There is widespread agreement that individuals who have co-occurring mental health and substance use disorders have typically had to seek treatment and ongoing support from two very separate service delivery systems (see for example, Ridgely et al.27 and the TIP concurrent disorders protocol).24 This is particularly true for people with concurrent substance abuse and severe and persistent mental illness (Group 2) and many people with concurrent personality disorders (Group 3). Whether the issues are discussed from a U.S. perspective and some of the nuances of their health care system, or from the perspective of more universal access to Canadian health care, the same basic theme emerges about the historical separation of the two systems of care. Furthermore, most analysts agree that these historical barriers are at the heart of many of today's problems experienced by consumers with concurrent disorders who are trying to access help in the two systems.
Many factors account for the historical separation of the two systems. History, notwithstanding, it is generally agreed that having two systems of care for people with such an overlap in their constellation of needs has had more negative than positive effects on continuity of care and consumer outcomes.
Having two separate systems of care has usually meant parallel or sequential services being delivered across the two systems with little or no coordination and less than optimal outcomes. Poorer outcomes are thought to result from various systematic factors, including:
Examples of conflicting approaches to treatment are abstinence versus harm reduction goals, and philosophical differences in the use of confrontational techniques (abstinence goals and confrontation being more common in some substance abuse treatment settings). The acceptability of psychoactive medication that helps manage the symptoms of mental illness also remains controversial in some substance abuse treatment settings.

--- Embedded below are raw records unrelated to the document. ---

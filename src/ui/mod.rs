mod help;
mod list;
mod modal;

use crate::app::App;
use ratatui::Frame;
use ratatui::layout::{Constraint, Direction, Layout, Rect};

/// Top-level render dispatch.
pub fn render(app: &App, frame: &mut Frame) {
    list::render(app, frame);

    // Detail overlay sits on top of the list
    if app.modal.is_active() {
        modal::render(app, frame);
    }

    if app.show_help {
        help::render(frame);
    }
}

/// Create a centered rectangle using percentage of parent area.
fn centered_rect(percent_x: u16, percent_y: u16, area: Rect) -> Rect {
    let vertical = Layout::default()
        .direction(Direction::Vertical)
        .constraints([
            Constraint::Percentage((100 - percent_y) / 2),
            Constraint::Percentage(percent_y),
            Constraint::Percentage((100 - percent_y) / 2),
        ])
        .split(area);

    let horizontal = Layout::default()
        .direction(Direction::Horizontal)
        .constraints([
            Constraint::Percentage((100 - percent_x) / 2),
            Constraint::Percentage(percent_x),
            Constraint::Percentage((100 - percent_x) / 2),
        ])
        .split(vertical[1]);

    horizontal[1]
}
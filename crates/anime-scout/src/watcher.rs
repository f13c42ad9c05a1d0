//! Armed waits on a session's network responses.

use std::fmt;
use std::time::Duration;

use futures::StreamExt;
use regex::Regex;
use tokio::time::Instant;

use crate::pool::Session;
use crate::renderer::ResponseStream;
use crate::types::{ScoutError, ScoutResult};

/// Predicate over response URLs.
#[derive(Debug, Clone)]
pub enum UrlPattern {
    Contains(String),
    Regex(Regex),
}

impl UrlPattern {
    pub fn contains(needle: impl Into<String>) -> Self {
        UrlPattern::Contains(needle.into())
    }

    pub fn regex(pattern: &str) -> ScoutResult<Self> {
        Regex::new(pattern)
            .map(UrlPattern::Regex)
            .map_err(|e| ScoutError::InvalidInput(format!("bad URL pattern '{pattern}': {e}")))
    }

    pub fn matches(&self, url: &str) -> bool {
        match self {
            UrlPattern::Contains(needle) => url.contains(needle.as_str()),
            UrlPattern::Regex(re) => re.is_match(url),
        }
    }
}

impl fmt::Display for UrlPattern {
    fn fmt(&self, f: &mut fmt::Formatter<'_>) -> fmt::Result {
        match self {
            UrlPattern::Contains(needle) => f.write_str(needle),
            UrlPattern::Regex(re) => write!(f, "/{}/", re.as_str()),
        }
    }
}

/// Entry point for network observation.
pub struct NetworkWatcher;

impl NetworkWatcher {
    /// Subscribe to the session's responses. Arm before navigating so the
    /// page's earliest requests are observed.
    pub async fn arm(session: &Session) -> ScoutResult<ArmedWatcher> {
        let responses = session.network_responses().await?;
        tracing::trace!("Network watcher armed on session {}", session.id);
        Ok(ArmedWatcher { responses })
    }
}

/// A live subscription waiting to be resolved.
///
/// Consumed by [`ArmedWatcher::await_matching_response`]; dropping it
/// detaches the subscription.
pub struct ArmedWatcher {
    responses: ResponseStream,
}

impl ArmedWatcher {
    /// First response URL matching `pattern` within `timeout`.
    ///
    /// The deadline is fixed when the wait starts; unrelated responses
    /// neither extend nor shorten it.
    pub async fn await_matching_response(mut self, pattern: &UrlPattern, timeout: Duration) -> ScoutResult<String> {
        let started = Instant::now();
        let deadline = started + timeout;

        loop {
            match tokio::time::timeout_at(deadline, self.responses.next()).await {
                Ok(Some(response)) if pattern.matches(&response.url) => {
                    tracing::debug!("Matched '{pattern}' after {}ms", started.elapsed().as_millis());
                    return Ok(response.url);
                }
                Ok(Some(_)) => continue,
                Ok(None) => {
                    tracing::debug!("Response stream ended before '{pattern}' matched");
                    break;
                }
                Err(_) => break,
            }
        }

        Err(ScoutError::ResponseTimeout {
            pattern: pattern.to_string(),
            waited_ms: started.elapsed().as_millis() as u64,
        })
    }
}

#[cfg(test)]
mod tests {
    use super::*;
    use crate::pool::SessionPool;
    use crate::renderer::scripted::{ScriptedLauncher, ScriptedPage, ScriptedSite};
    use std::sync::Arc;

    const EPISODE: &str = "https://site.test/frieren-episode-1/";
    const MEDIA: &str = "https://rr1.googlevideo.com/videoplayback?id=abc";

    fn pool(site: ScriptedSite) -> SessionPool {
        SessionPool::new(Arc::new(ScriptedLauncher::new(site)), Duration::from_secs(5))
    }

    #[test]
    fn test_pattern_matching() {
        let contains = UrlPattern::contains("googlevideo.com/videoplayback");
        assert!(contains.matches(MEDIA));
        assert!(!contains.matches("https://cdn.test/app.js"));

        let re = UrlPattern::regex(r"googlevideo\.com/videoplayback\?.*id=").unwrap();
        assert!(re.matches(MEDIA));
        assert!(UrlPattern::regex("(").is_err());
    }

    #[tokio::test(start_paused = true)]
    async fn test_resolves_with_first_match() {
        let page = ScriptedPage::html("<video></video>")
            .with_response(Duration::from_millis(500), "https://cdn.test/player.js")
            .with_response(Duration::from_secs(2), MEDIA)
            .with_response(Duration::from_secs(3), "https://rr2.googlevideo.com/videoplayback?id=late");
        let pool = pool(ScriptedSite::new().page(EPISODE, page));
        let session = pool.acquire().await.unwrap();

        let watcher = NetworkWatcher::arm(&session).await.unwrap();
        session.goto(EPISODE).await.unwrap();
        let started = Instant::now();
        let url = watcher
            .await_matching_response(&UrlPattern::contains("googlevideo.com/videoplayback"), Duration::from_secs(30))
            .await
            .unwrap();

        assert_eq!(url, MEDIA);
        assert!(started.elapsed() < Duration::from_secs(3));
        pool.release(session).await;
    }

    #[tokio::test(start_paused = true)]
    async fn test_unrelated_traffic_does_not_extend_deadline() {
        let mut page = ScriptedPage::html("<p>ad</p>");
        for i in 1..40 {
            page = page.with_response(Duration::from_millis(250 * i), format!("https://ads.test/{i}"));
        }
        let pool = pool(ScriptedSite::new().page(EPISODE, page));
        let session = pool.acquire().await.unwrap();

        let watcher = NetworkWatcher::arm(&session).await.unwrap();
        session.goto(EPISODE).await.unwrap();
        let started = Instant::now();
        let err = watcher
            .await_matching_response(&UrlPattern::contains("videoplayback"), Duration::from_secs(5))
            .await
            .unwrap_err();

        assert!(matches!(err, ScoutError::ResponseTimeout { .. }));
        let waited = started.elapsed();
        assert!(waited >= Duration::from_secs(5) && waited < Duration::from_millis(5100));
        pool.release(session).await;
    }

    #[tokio::test]
    async fn test_arm_fails_without_network_events() {
        let pool = pool(ScriptedSite::new().without_network_events());
        let session = pool.acquire().await.unwrap();
        let err = NetworkWatcher::arm(&session).await.err().unwrap();
        assert!(matches!(err, ScoutError::Session(_)));
        pool.release(session).await;
    }
}
impl Transform {
    fn apply(&self, value: String) -> String {
        let out = match self {
            Transform::StripPrefix(prefix) => value.strip_prefix(prefix.as_str()).unwrap_or(&value),
            Transform::StripSuffix(suffix) => value.strip_suffix(suffix.as_str()).unwrap_or(&value),
            Transform::TrimChar(c) => value.trim_matches(*c),
        };
        out.trim().to_string()
    }
}

/// One output field of a rule.
#[derive(Debug, Clone)]
pub struct FieldSpec {
    name: &'static str,
    /// Selector relative to the item scope; `None` reads the item node itself.
    locator: Option<&'static str>,
    source: Source,
    transforms: Vec<Transform>,
    default: &'static str,
}

impl FieldSpec {
    pub fn new(name: &'static str, locator: Option<&'static str>, source: Source) -> Self {
        Self {
            name,
            locator,
            source,
            transforms: Vec::new(),
            default: "",
        }
    }

    pub fn text(name: &'static str, locator: &'static str) -> Self {
        Self::new(name, Some(locator), Source::Text)
    }

    pub fn leading_text(name: &'static str, locator: &'static str) -> Self {
        Self::new(name, Some(locator), Source::LeadingText)
    }

    pub fn inner_html(name: &'static str, locator: &'static str) -> Self {
        Self::new(name, Some(locator), Source::InnerHtml)
    }

    pub fn attr(name: &'static str, locator: &'static str, attr: &'static str) -> Self {
        Self::new(name, Some(locator), Source::Attr(attr))
    }

    pub fn joined(name: &'static str, locator: &'static str, separator: &'static str) -> Self {
        Self::new(name, Some(locator), Source::Joined(separator))
    }

    /// Text of the item node itself.
    pub fn own_text(name: &'static str) -> Self {
        Self::new(name, None, Source::Text)
    }

    /// Attribute of the item node itself.
    pub fn own_attr(name: &'static str, attr: &'static str) -> Self {
        Self::new(name, None, Source::Attr(attr))
    }

    pub fn strip_prefix(mut self, prefix: impl Into<String>) -> Self {
        self.transforms.push(Transform::StripPrefix(prefix.into()));
        self
    }

    pub fn strip_suffix(mut self, suffix: impl Into<String>) -> Self {
        self.transforms.push(Transform::StripSuffix(suffix.into()));
        self
    }

    pub fn trim_char(mut self, c: char) -> Self {
        self.transforms.push(Transform::TrimChar(c));
        self
    }

    /// Value used when the node is missing or the cleaned value is empty.
    pub fn or_default(mut self, default: &'static str) -> Self {
        self.default = default;
        self
    }
}
//! Anime Scout server: entry point.

use std::path::PathBuf;
use std::sync::Arc;

use clap::{CommandFactory, Parser, Subcommand};
use clap_complete::Shell;

use anime_scout::config::{find_chromium, parse_base_url};
use anime_scout::{Scout, ScoutConfig};
use anime_scout_server::rest;

#[derive(Parser)]
#[command(
    name = "anime-scout-server",
    about = "REST API for browser-rendered anime catalogue extraction",
    version
)]
struct Cli {
    /// Listen address (host:port).
    #[arg(long, default_value = "127.0.0.1:3000")]
    addr: String,

    /// Catalogue site root. Overrides SCOUT_BASE_URL.
    #[arg(long)]
    base_url: Option<String>,

    /// Path to a Chromium executable. Overrides SCOUT_CHROMIUM_PATH.
    #[arg(long)]
    chromium: Option<PathBuf>,

    /// Show the browser window instead of running headless.
    #[arg(long)]
    headed: bool,

    /// Log level (trace, debug, info, warn, error).
    #[arg(long, default_value = "info")]
    log_level: String,

    #[command(subcommand)]
    command: Option<Commands>,
}

#[derive(Subcommand)]
enum Commands {
    /// Start the REST server (default).
    Serve,

    /// Locate Chromium and try one launch.
    Doctor,

    /// Generate shell completion scripts.
    ///
    /// Examples:
    ///   anime-scout-server completions bash > ~/.local/share/bash-completion/completions/anime-scout-server
    ///   anime-scout-server completions zsh > ~/.zfunc/_anime-scout-server
    Completions {
        /// Shell type (bash, zsh, fish, powershell, elvish).
        shell: Shell,
    },
}

#[tokio::main]
async fn main() -> anyhow::Result<()> {
    let cli = Cli::parse();

    let filter = tracing_subscriber::EnvFilter::try_from_default_env()
        .unwrap_or_else(|_| tracing_subscriber::EnvFilter::new(&cli.log_level));

    tracing_subscriber::fmt()
        .with_env_filter(filter)
        .with_writer(std::io::stderr)
        .init();

    match cli.command {
        None | Some(Commands::Serve) => {
            let config = resolve_config(&cli)?;
            tracing::info!("Anime Scout server");
            tracing::info!("Catalogue: {}", config.base_url);

            let scout = Arc::new(Scout::with_chromium(config)?);
            if let Err(e) = scout.init().await {
                tracing::warn!("Engine warm-up failed, will retry on first request: {e}");
            }

            rest::serve(&cli.addr, Arc::clone(&scout), shutdown_signal()).await?;
            scout.shutdown().await;
        }

        Some(Commands::Doctor) => {
            let config = resolve_config(&cli)?;
            match find_chromium(config.browser.executable.as_ref()) {
                Some(path) => println!("Chromium: {}", path.display()),
                None => {
                    eprintln!("Chromium: not found");
                    std::process::exit(1);
                }
            }

            let scout = Scout::with_chromium(config)?;
            match scout.init().await {
                Ok(()) => {
                    println!("Launch: ok");
                    scout.shutdown().await;
                }
                Err(e) => {
                    eprintln!("Launch: failed: {e}");
                    std::process::exit(1);
                }
            }
        }

        Some(Commands::Completions { shell }) => {
            let mut cmd = Cli::command();
            clap_complete::generate(shell, &mut cmd, "anime-scout-server", &mut std::io::stdout());
        }
    }

    Ok(())
}

/// Environment first, then flags on top.
fn resolve_config(cli: &Cli) -> anyhow::Result<ScoutConfig> {
    let mut config = ScoutConfig::from_env()?;
    if let Some(base) = &cli.base_url {
        config.base_url = parse_base_url(base)?;
    }
    if let Some(path) = &cli.chromium {
        config.browser.executable = Some(path.clone());
    }
    if cli.headed {
        config.browser.headless = false;
    }
    Ok(config)
}

async fn shutdown_signal() {
    if let Err(e) = tokio::signal::ctrl_c().await {
        tracing::error!("Failed to listen for Ctrl-C: {e}");
        std::future::pending::<()>().await;
    }
    tracing::info!("Shutting down");
}
//! Anime Scout: catalogue extraction from a script-rendered website.
//!
//! A shared headless browser is driven through isolated per-request
//! sessions. Pages are loaded until a readiness condition holds, records
//! are pulled out with declarative CSS rules, and media URLs are resolved
//! by watching network traffic.

pub mod config;
pub mod extract;
pub mod guard;
pub mod navigator;
pub mod pool;
pub mod renderer;
pub mod rules;
pub mod scout;
pub mod types;
pub mod watcher;

pub use config::{BrowserSettings, ScoutConfig, Timeouts};
pub use extract::{extract_list, extract_single, ExtractionRule, FieldSpec, Record};
pub use guard::with_session;
pub use navigator::{Navigator, Readiness};
pub use pool::{PoolStats, Session, SessionPool};
pub use renderer::{EngineLauncher, NoopLauncher};
pub use rules::RuleBook;
pub use scout::Scout;
pub use types::*;
pub use watcher::{ArmedWatcher, NetworkWatcher, UrlPattern};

In the worst case scenarios, the delivery of services across the two separate systems of care and support has meant the individual, and often the person with the most severe constellation of problems, has simply been referred across to the 'other side'. Such referral has also typically meant little or no case management, to ensure contact has been made, and that the person has been successfully engaged in the system. Dropout rates from concurrent treatment programs that are not well coordinated can run as high as 60%.157 Thus, high attrition from programs can be seen from the perspective of the low accessibility and acceptability of the services being offered. These concerns about poor coordination are echoed in research studies that have examined the coordination of services across mental health and substance abuse services and potential solutions.155 These issues are also quite salient in testimonials and personal stories of consumers participating in community system-level planning exercise,31 including the focus groups held for the current project (see Section 4.2.1).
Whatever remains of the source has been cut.